Lávio Falcão, presidente da IFS na América Latina.

A IFS, empresa sueca de soluções de gestão empresarial, fechou o ano passado com vendas de 3,3 bilhões de coroas suecas, algo cerca de US$ 372 milhões, uma alta de 5% frente aos resultados de 2014

A venda de novas licenças foi de US$ 75 milhões, uma alta de 14%. Já o EBITDA ficou em US$ 49,9 milhões, alta de 17%.

A IFS é uma empresa menor que SAP e Oracle, com as quais disputa no mercado de ERP com o diferencial de ser muito competitiva em verticais como energia, óleo e gás, manufatura complexa e aviação e defesa, nas quais as empresas lidam com ativos que precisam ser gerenciados por longos períodos de tempo.

É aí que faz diferença a oferta dos seus sistemas de gestão somados a linhas de software de gerenciamento de ativos (EAM) e gestão de serviços (ESM), que permitem a esse tipo de clientes administrar seus negócios de maneira diferente do que fariam com base nas soluções de gestão da concorrência. 

Nos últimos tempos, a companhia vem tomando medidas para fortalecer sua posição no mercado de ERP, envolvendo mudanças na área comercial, assim como upgrades na tecnologia.
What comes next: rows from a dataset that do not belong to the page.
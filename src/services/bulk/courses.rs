use actix_web::{HttpRequest, HttpResponse, Result as ActixResult};
use serde_json::Value;
use tracing::info;

use super::BulkService;
use super::batch::{
    BatchErrors, BatchUniqueness, batch_size_error, item_id, parse_item, persist_failed,
};
use crate::models::ApiResponse;
use crate::models::courses::entities::CourseResponse;
use crate::models::courses::requests::{CreateCourseRequest, UpdateCourseRequest};
use crate::services::courses::{validate_course_update, validate_new_course};
use crate::storage::RecordKind;
use crate::utils::validate::FieldErrors;

pub async fn bulk_create_courses(
    service: &BulkService,
    items: Vec<Value>,
    request: &HttpRequest,
) -> ActixResult<HttpResponse> {
    if let Some(resp) = batch_size_error(items.len()) {
        return Ok(resp);
    }
    let storage = service.get_storage(request);

    let mut failures = BatchErrors::default();
    let mut seen = BatchUniqueness::default();
    let mut valid = Vec::with_capacity(items.len());

    for (index, value) in items.into_iter().enumerate() {
        let item = match parse_item::<CreateCourseRequest>(value) {
            Ok(item) => item,
            Err(errors) => {
                failures.record(index, errors);
                continue;
            }
        };

        let mut errors = validate_new_course(&storage, &item).await?;
        seen.check(&mut errors, "code", Some(item.code.clone()), index);
        failures.record(index, errors);
        valid.push(item);
    }

    if !failures.is_empty() {
        return Ok(failures.into_response("course create"));
    }

    match storage.bulk_create_courses(valid).await {
        Ok(courses) => {
            info!("Bulk created {} courses", courses.len());
            let data: Vec<CourseResponse> =
                courses.into_iter().map(CourseResponse::from).collect();
            Ok(HttpResponse::Created().json(ApiResponse::success(
                data,
                "Courses created successfully",
            )))
        }
        Err(e) => Ok(persist_failed("course create", e)),
    }
}

pub async fn bulk_update_courses(
    service: &BulkService,
    items: Vec<Value>,
    request: &HttpRequest,
) -> ActixResult<HttpResponse> {
    if let Some(resp) = batch_size_error(items.len()) {
        return Ok(resp);
    }
    let storage = service.get_storage(request);

    let mut failures = BatchErrors::default();
    let mut seen = BatchUniqueness::default();
    let mut valid = Vec::with_capacity(items.len());

    for (index, value) in items.into_iter().enumerate() {
        let mut errors = FieldErrors::new();
        let id = item_id(&value, &mut errors);
        let item = match parse_item::<UpdateCourseRequest>(value) {
            Ok(item) => item,
            Err(parse_errors) => {
                errors.merge(parse_errors);
                failures.record(index, errors);
                continue;
            }
        };
        let Some(id) = id else {
            failures.record(index, errors);
            continue;
        };

        if !storage.record_exists(RecordKind::Course, id).await? {
            errors.add("id", format!("Course with id {id} does not exist."));
            failures.record(index, errors);
            continue;
        }

        errors.merge(validate_course_update(&storage, id, &item).await?);
        seen.check(&mut errors, "id", Some(id.to_string()), index);
        seen.check(&mut errors, "code", item.code.clone(), index);
        failures.record(index, errors);
        valid.push((id, item));
    }

    if !failures.is_empty() {
        return Ok(failures.into_response("course update"));
    }

    match storage.bulk_update_courses(valid).await {
        Ok(courses) => {
            info!("Bulk updated {} courses", courses.len());
            let data: Vec<CourseResponse> =
                courses.into_iter().map(CourseResponse::from).collect();
            Ok(HttpResponse::Ok().json(ApiResponse::success(
                data,
                "Courses updated successfully",
            )))
        }
        Err(e) => Ok(persist_failed("course update", e)),
    }
}
use actix_web::{HttpRequest, HttpResponse, Result as ActixResult};

use super::AttendanceService;
use crate::models::ApiResponse;
use crate::services::common::not_found;

pub async fn get_attendance(
    service: &AttendanceService,
    id: i64,
    request: &HttpRequest,
) -> ActixResult<HttpResponse> {
    let storage = service.get_storage(request);

    match storage.get_attendance_by_id(id).await? {
        Some(attendance) => Ok(HttpResponse::Ok().json(ApiResponse::success(
            attendance,
            "Attendance retrieved successfully",
        ))),
        None => Ok(not_found("Attendance")),
    }
}
use serde::{Deserialize, Serialize};

// 院系实体
#[derive(Debug, Clone, Serialize, Deserialize)]
pub struct Department {
    pub id: i64,
    pub name: String,
    pub code: String,
    pub description: Option<String>,
    /// 系主任（教职工 ID）
    pub hod_id: Option<i64>,
    pub created_at: chrono::DateTime<chrono::Utc>,
    pub updated_at: chrono::DateTime<chrono::Utc>,
}
//! 各服务共用的响应与校验辅助

use actix_web::{HttpRequest, HttpResponse};
use chrono::NaiveDate;
use std::sync::Arc;

use crate::cache::{ObjectCache, user_cache_key};
use crate::errors::{EduSystemError, Result};
use crate::middlewares::RequireJWT;
use crate::models::users::entities::UserRole;
use crate::models::{ApiResponse, ErrorCode, RowScope};
use crate::storage::{RecordKind, Storage, UniqueField};
use crate::utils::validate::FieldErrors;

/// 当前 UTC 日期
pub(crate) fn today() -> NaiveDate {
    chrono::Utc::now().date_naive()
}

pub(crate) fn validation_failed(errors: FieldErrors) -> HttpResponse {
    HttpResponse::BadRequest().json(ApiResponse::validation_failed(errors))
}

pub(crate) fn not_found(what: &str) -> HttpResponse {
    HttpResponse::NotFound().json(ApiResponse::error_empty(
        ErrorCode::NotFound,
        format!("{what} not found"),
    ))
}

pub(crate) fn deleted(found: bool, what: &str) -> HttpResponse {
    if found {
        HttpResponse::Ok().json(ApiResponse::success_empty(format!(
            "{what} deleted successfully"
        )))
    } else {
        not_found(what)
    }
}

/// 按调用者角色确定行级范围
pub(crate) async fn row_scope(
    storage: &Arc<dyn Storage>,
    request: &HttpRequest,
) -> Result<RowScope> {
    let user = RequireJWT::extract_user(request)
        .ok_or_else(|| EduSystemError::authentication("Missing authenticated user"))?;

    match user.role {
        UserRole::Admin | UserRole::Staff => Ok(RowScope::All),
        UserRole::Student => {
            let own = storage.get_student_by_user_id(user.id).await?;
            Ok(RowScope::Student(own.map(|s| s.id)))
        }
    }
}

/// 用户被修改或删除后清掉认证缓存
pub(crate) async fn invalidate_user_cache(request: &HttpRequest, user_id: i64) {
    if let Some(cache) = request.app_data::<actix_web::web::Data<Arc<dyn ObjectCache>>>() {
        cache.remove(&user_cache_key(user_id)).await;
    }
}

/// 外键必须指向已存在的记录
pub(crate) async fn check_reference(
    storage: &Arc<dyn Storage>,
    errors: &mut FieldErrors,
    field: &str,
    kind: RecordKind,
    id: Option<i64>,
) -> Result<()> {
    if let Some(id) = id
        && !errors.has(field)
        && !storage.record_exists(kind, id).await?
    {
        errors.add(field, format!("Invalid pk \"{id}\" - object does not exist."));
    }
    Ok(())
}

/// 唯一值不能被其他记录占用
pub(crate) async fn check_unique<V>(
    storage: &Arc<dyn Storage>,
    errors: &mut FieldErrors,
    field: UniqueField,
    value: Option<V>,
    exclude_id: Option<i64>,
) -> Result<()>
where
    V: Into<sea_orm::Value>,
{
    let name = field.field_name();
    if let Some(value) = value
        && !errors.has(name)
        && storage
            .unique_value_taken(field, value.into(), exclude_id)
            .await?
    {
        errors.add(name, unique_message(field));
    }
    Ok(())
}

pub(crate) fn unique_message(field: UniqueField) -> String {
    let model = match field {
        UniqueField::UserUsername | UniqueField::UserEmail => "user",
        UniqueField::DepartmentName | UniqueField::DepartmentCode => "department",
        UniqueField::ProgramNumber | UniqueField::ProgramCode => "program",
        UniqueField::CourseCode => "course",
        UniqueField::StudentRegistrationNo
        | UniqueField::StudentEmail
        | UniqueField::StudentPhone
        | UniqueField::StudentUser => "student",
        UniqueField::StaffEmail | UniqueField::StaffPhone | UniqueField::StaffUser => "staff",
        UniqueField::AdmissionStudent => "admission",
    };
    let field_label = field.field_name().trim_end_matches("_id").replace('_', " ");
    format!("{model} with this {field_label} already exists.")
}

#[cfg(test)]
mod tests {
    use super::*;

    #[test]
    fn test_unique_messages() {
        assert_eq!(
            unique_message(UniqueField::StudentRegistrationNo),
            "student with this registration no already exists."
        );
        assert_eq!(
            unique_message(UniqueField::StaffUser),
            "staff with this user already exists."
        );
        assert_eq!(
            unique_message(UniqueField::CourseCode),
            "course with this code already exists."
        );
    }

    #[test]
    fn test_deleted_status() {
        assert_eq!(deleted(true, "Course").status(), 200);
        assert_eq!(deleted(false, "Course").status(), 404);
    }
}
O IFS 9, lançado no ano passado no evento mundial da empresa em Boston, incluiu funcionalidades de mobilidade e colaboração, além de uma nova arquitetura no seu core que facilita a migração das soluções para a nuvem. A empresa trabalhou com a Microsoft para customizar essa oferta no Azure.  

Comercialmente, a empresa organizou ao longo de 2014 um programa de canais para organizar e classificar seus cerca de 300 parceiros e outro de treinamento de certificação para profissionais.

As mudanças tem repercussão no Brasil, onde a companhia pretendia incrementar suas vendas indiretas em 10 pontos percentuais no ano passado, chegando a 30%.

Um dos grandes passos nesse sentido foi a assinatura de um acordo com a Ação Informática em março do ano passado, com a meta de agregar receitas adicionais de R$ 75 milhões nos próximos três anos.

A IFS tem 165 clientes no Brasil, onde mantém cerca de 200 profissionais, uma parte deles trabalhando na localização do software, que é usado por empresas como Corsan, Instituto Butatan, Plaenge e Bardahl.